DATA FOR THIS TASK START

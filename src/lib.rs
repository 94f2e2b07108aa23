//! # black76
//!
//! Black-76 option pricing on forwards and implied volatility inversion.
//!
//! Given an observed premium together with the forward, discount rate,
//! strike and expiry of a European option, the solver recovers the
//! volatility that reprices the premium under the model.
//!
//! ## Architecture
//!
//! - **`pricer`** — closed-form call and put prices
//! - **`implied`** — bracket expansion + bisection inversion of the pricer
//! - **`conventions`** — discounting and moneyness helpers
//! - **`types`** — [`Vol`], [`OptionType`], [`Contract`], [`Quote`]
//!
//! ## Design
//!
//! - **No panics.** Fallible operations return [`Result`]; library code never
//!   calls `unwrap()` or `expect()`.
//! - **Explicit no-solution results.** A price outside the no-arbitrage range
//!   is a [`Black76Error::NoSolution`], not a silent NaN. The
//!   [`implied_volatility`] wrapper maps it back to NaN for numeric callers.
//! - **Bounded search.** Bracket expansion and bisection are both capped by
//!   [`SolverConfig`], so degenerate inputs terminate.
//! - **Thread-safe.** All public types are `Send + Sync`; with the `parallel`
//!   feature [`implied_volatilities`] solves quotes on the rayon pool.
//!
//! ## Quick start
//!
//! ```
//! use black76::{implied_volatility, price, OptionType};
//!
//! let (forward, rate, strike, expiry) = (1132.759389, 0.02, 1100.0, 4.0 / 252.0);
//! let vol = implied_volatility(OptionType::Call, 33.3, forward, rate, strike, expiry);
//! let reprice = price(OptionType::Call, vol, forward, rate, expiry, strike);
//! assert!((reprice - 33.3).abs() < 1e-8);
//! ```

pub mod conventions;
pub mod error;
pub mod implied;
mod optim;
pub mod pricer;
pub mod types;
mod validate;

#[doc(inline)]
pub use error::{Black76Error, NoSolutionReason, Result};
#[doc(inline)]
pub use implied::{BlackImpliedVol, SolverConfig, implied_volatilities, implied_volatility};
#[doc(inline)]
pub use pricer::price;
#[doc(inline)]
pub use types::{Contract, OptionType, Quote, Vol};
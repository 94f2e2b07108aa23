//! Market conventions shared by the pricer and the solver.
//!
//! Rates are continuously compounded and times are year fractions.

/// Discount factor `exp(-r · T)`.
pub fn discount_factor(rate: f64, expiry: f64) -> f64 {
    (-rate * expiry).exp()
}

/// Present value of the forward: `F · exp(-r · T)`.
///
/// This is the supremum of the call price as volatility grows without bound,
/// so it caps every quote the solver accepts.
pub fn discounted_forward(forward: f64, rate: f64, expiry: f64) -> f64 {
    forward * discount_factor(rate, expiry)
}

/// Compute forward price from spot: F = S · exp(r · T).
pub fn forward_price(spot: f64, rate: f64, expiry: f64) -> f64 {
    spot * (rate * expiry).exp()
}

/// Log-moneyness of a strike against the forward, `ln(K / F)`.
///
/// The pricer's `d1` is the negation of this value.
pub fn log_moneyness(strike: f64, forward: f64) -> f64 {
    (strike / forward).ln()
}
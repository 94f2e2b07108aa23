//! Solver tunables.

use serde::{Deserialize, Serialize};

use crate::error::{self, Black76Error};
use crate::optim::{BisectConfig, BracketConfig};
use crate::validate::{validate_non_negative, validate_positive};

/// Configuration for [`BlackImpliedVol`](super::BlackImpliedVol).
///
/// The defaults reproduce the classic bracket-then-bisect setup: first trial
/// vol of 20%, bisection to `2e-12 + 4ε·|σ|`, at most 100 bisection steps.
///
/// Missing fields fall back to their defaults when deserializing:
/// ```
/// use black76::SolverConfig;
/// let cfg: SolverConfig = serde_json::from_str(r#"{"xtol": 1e-10}"#).unwrap();
/// assert_eq!(cfg.xtol, 1e-10);
/// assert_eq!(cfg.initial_vol, 0.2);
/// ```
#[derive(Debug, Clone, Copy, PartialEq, Serialize, Deserialize)]
#[serde(default)]
pub struct SolverConfig {
    /// Starting upper bracket endpoint.
    pub initial_vol: f64,
    /// Cap on halvings and, separately, on doublings during bracket search.
    ///
    /// The default spans the whole `f64` exponent range from the initial vol.
    pub max_bracket_iter: usize,
    /// Absolute tolerance on the solved volatility.
    pub xtol: f64,
    /// Relative tolerance on the solved volatility.
    pub rtol: f64,
    /// Cap on bisection steps.
    pub max_bisect_iter: usize,
}

impl Default for SolverConfig {
    fn default() -> Self {
        Self {
            initial_vol: 0.2,
            max_bracket_iter: 1100,
            xtol: 2e-12,
            rtol: 4.0 * f64::EPSILON,
            max_bisect_iter: 100,
        }
    }
}

impl SolverConfig {
    /// Check that the tunables describe a usable solver.
    ///
    /// # Errors
    /// Returns [`Black76Error::InvalidInput`] for a non-positive initial vol,
    /// negative or non-finite tolerances, or zero iteration caps.
    pub fn validate(&self) -> error::Result<()> {
        validate_positive(self.initial_vol, "initial_vol")?;
        validate_non_negative(self.xtol, "xtol")?;
        validate_non_negative(self.rtol, "rtol")?;
        if self.max_bracket_iter == 0 {
            return Err(Black76Error::InvalidInput {
                message: "max_bracket_iter must be at least 1".into(),
            });
        }
        if self.max_bisect_iter == 0 {
            return Err(Black76Error::InvalidInput {
                message: "max_bisect_iter must be at least 1".into(),
            });
        }
        Ok(())
    }

    pub(crate) fn bracket(&self) -> BracketConfig {
        BracketConfig {
            initial: self.initial_vol,
            max_iter: self.max_bracket_iter,
        }
    }

    pub(crate) fn bisect(&self) -> BisectConfig {
        BisectConfig {
            xtol: self.xtol,
            rtol: self.rtol,
            max_iter: self.max_bisect_iter,
        }
    }
}

#[cfg(test)]
mod tests {
    use super::*;

    #[test]
    fn default_is_valid() {
        assert!(SolverConfig::default().validate().is_ok());
    }

    #[test]
    fn rejects_zero_initial_vol() {
        let cfg = SolverConfig {
            initial_vol: 0.0,
            ..SolverConfig::default()
        };
        assert!(matches!(cfg.validate(), Err(Black76Error::InvalidInput { .. })));
    }

    #[test]
    fn rejects_negative_tolerance() {
        let cfg = SolverConfig {
            xtol: -1e-12,
            ..SolverConfig::default()
        };
        assert!(cfg.validate().is_err());
    }

    #[test]
    fn rejects_zero_iteration_caps() {
        let cfg = SolverConfig {
            max_bracket_iter: 0,
            ..SolverConfig::default()
        };
        assert!(cfg.validate().is_err());
        let cfg = SolverConfig {
            max_bisect_iter: 0,
            ..SolverConfig::default()
        };
        assert!(cfg.validate().is_err());
    }

    #[test]
    fn serde_roundtrip() {
        let cfg = SolverConfig {
            max_bisect_iter: 60,
            ..SolverConfig::default()
        };
        let json = serde_json::to_string(&cfg).unwrap();
        let cfg2: SolverConfig = serde_json::from_str(&json).unwrap();
        assert_eq!(cfg, cfg2);
    }

    #[test]
    fn serde_empty_object_is_default() {
        let cfg: SolverConfig = serde_json::from_str("{}").unwrap();
        assert_eq!(cfg, SolverConfig::default());
    }
}
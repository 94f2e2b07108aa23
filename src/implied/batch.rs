//! Batch implied volatility over independent quotes.
//!
//! Every quote is solved in isolation. With the `parallel` feature the work is
//! spread across the rayon thread pool; output order always matches input order.

#[cfg(feature = "parallel")]
use rayon::prelude::*;

use crate::error;
use crate::implied::{BlackImpliedVol, SolverConfig};
use crate::types::{Quote, Vol};

/// Solve every quote with the same configuration.
///
/// # Errors
/// Returns [`Black76Error::InvalidInput`](crate::Black76Error::InvalidInput)
/// if `config` is invalid. Per-quote failures are reported in place.
///
/// # Examples
/// ```
/// use black76::{implied_volatilities, Contract, OptionType, Quote, SolverConfig};
///
/// let contract = Contract::new(100.0, 0.01, 0.5, 100.0).unwrap();
/// let quotes = [
///     Quote::new(OptionType::Call, contract.price(OptionType::Call, 0.3), contract),
///     Quote::new(OptionType::Call, 500.0, contract),
/// ];
/// let vols = implied_volatilities(&quotes, &SolverConfig::default()).unwrap();
/// assert!((vols[0].as_ref().unwrap().0 - 0.3).abs() < 1e-9);
/// assert!(vols[1].is_err());
/// ```
pub fn implied_volatilities(
    quotes: &[Quote],
    config: &SolverConfig,
) -> error::Result<Vec<error::Result<Vol>>> {
    let solver = BlackImpliedVol::with_config(*config)?;

    #[cfg(feature = "logging")]
    tracing::debug!(n_quotes = quotes.len(), "batch implied vol started");

    let solve =
        |quote: &Quote| solver.solve_contract(quote.option_type, quote.price, &quote.contract);

    #[cfg(feature = "parallel")]
    let vols: Vec<error::Result<Vol>> = quotes.par_iter().map(solve).collect();
    #[cfg(not(feature = "parallel"))]
    let vols: Vec<error::Result<Vol>> = quotes.iter().map(solve).collect();

    #[cfg(feature = "logging")]
    tracing::debug!(
        n_solved = vols.iter().filter(|v| v.is_ok()).count(),
        "batch implied vol complete"
    );

    Ok(vols)
}
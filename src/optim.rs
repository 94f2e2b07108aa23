//! Internal root-finding utilities for implied volatility inversion.
//!
//! Two pieces: a geometric bracket search that halves then doubles a trial
//! point until it straddles the target, and a bisection root-finder on the
//! resulting interval.

use crate::error::Black76Error;

/// Configuration for bracket expansion.
pub(crate) struct BracketConfig {
    /// Starting trial point for the upper end of the bracket.
    pub initial: f64,
    /// Maximum number of halvings, and separately of doublings.
    pub max_iter: usize,
}

/// An interval `[lo, hi]` with `objective(lo) ≤ target ≤ objective(hi)`.
#[derive(Debug, Clone, Copy, PartialEq)]
pub(crate) struct Bracket {
    pub lo: f64,
    pub hi: f64,
}

/// Bracket search gave up: iteration cap, or the objective left the finite range.
#[derive(Debug, Clone, Copy, PartialEq)]
pub(crate) struct BracketExhausted {
    /// Last trial point evaluated.
    pub last: f64,
}

/// Configuration for bisection.
pub(crate) struct BisectConfig {
    /// Absolute tolerance on the root.
    pub xtol: f64,
    /// Relative tolerance on the root.
    pub rtol: f64,
    /// Maximum number of bisection steps.
    pub max_iter: usize,
}

/// Find `[hi/2, hi]` bracketing `target` for a non-decreasing `objective`.
///
/// Starting at `config.initial`, halve `hi` while `objective(hi) > target`,
/// then double it while `objective(hi) < target`. Each phase is capped at
/// `config.max_iter` steps so plateaus and non-monotone inputs terminate.
pub(crate) fn expand_bracket<F>(
    objective: F,
    target: f64,
    config: &BracketConfig,
) -> Result<Bracket, BracketExhausted>
where
    F: Fn(f64) -> f64,
{
    let mut hi = config.initial;

    let mut value = objective(hi);
    let mut steps = 0;
    while value > target {
        if steps == config.max_iter {
            return Err(BracketExhausted { last: hi });
        }
        hi *= 0.5;
        value = objective(hi);
        steps += 1;
    }

    steps = 0;
    while value < target {
        if steps == config.max_iter || !hi.is_finite() {
            return Err(BracketExhausted { last: hi });
        }
        hi *= 2.0;
        value = objective(hi);
        steps += 1;
    }

    // NaN fails both loop conditions.
    if !value.is_finite() || hi <= 0.0 || !hi.is_finite() {
        return Err(BracketExhausted { last: hi });
    }

    Ok(Bracket { lo: hi * 0.5, hi })
}

/// Find a root of `f` in `[a, b]` by bisection.
///
/// `f(a)` and `f(b)` must not share a strict sign. Stops when `f(mid) == 0`
/// or when the half-width drops below `xtol + rtol·|mid|`.
///
/// # Errors
/// Returns [`Black76Error::InvalidInput`] if the endpoints do not bracket a root and
/// [`Black76Error::ConvergenceFailed`] if `max_iter` is exhausted.
pub(crate) fn bisect<F>(f: F, a: f64, b: f64, config: &BisectConfig) -> crate::error::Result<f64>
where
    F: Fn(f64) -> f64,
{
    let fa = f(a);
    let fb = f(b);
    if fa * fb > 0.0 || fa.is_nan() || fb.is_nan() {
        return Err(Black76Error::InvalidInput {
            message: format!(
                "f(a) and f(b) must have different signs, got f({a})={fa}, f({b})={fb}"
            ),
        });
    }
    if fa == 0.0 {
        return Ok(a);
    }
    if fb == 0.0 {
        return Ok(b);
    }

    let mut xa = a;
    let mut dm = b - a;
    for _ in 0..config.max_iter {
        dm *= 0.5;
        let xm = xa + dm;
        let fm = f(xm);
        if fm * fa >= 0.0 {
            xa = xm;
        }
        if fm == 0.0 || dm.abs() < config.xtol + config.rtol * xm.abs() {
            return Ok(xm);
        }
    }

    Err(Black76Error::ConvergenceFailed {
        iterations: config.max_iter,
        lo: xa,
        hi: xa + dm,
    })
}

DATA FOR THIS TASK END

TASK TO CARRY OUT:
Please copy every line of the material that contains the word "value".

RESPONSE TO THIS TASK:
/// Present value of the forward: `F · exp(-r · T)`.
/// The pricer's `d1` is the negation of this value.
    let mut value = objective(hi);
    while value > target {
        value = objective(hi);
    while value < target {
        value = objective(hi);
    if !value.is_finite() || hi <= 0.0 || !hi.is_finite() {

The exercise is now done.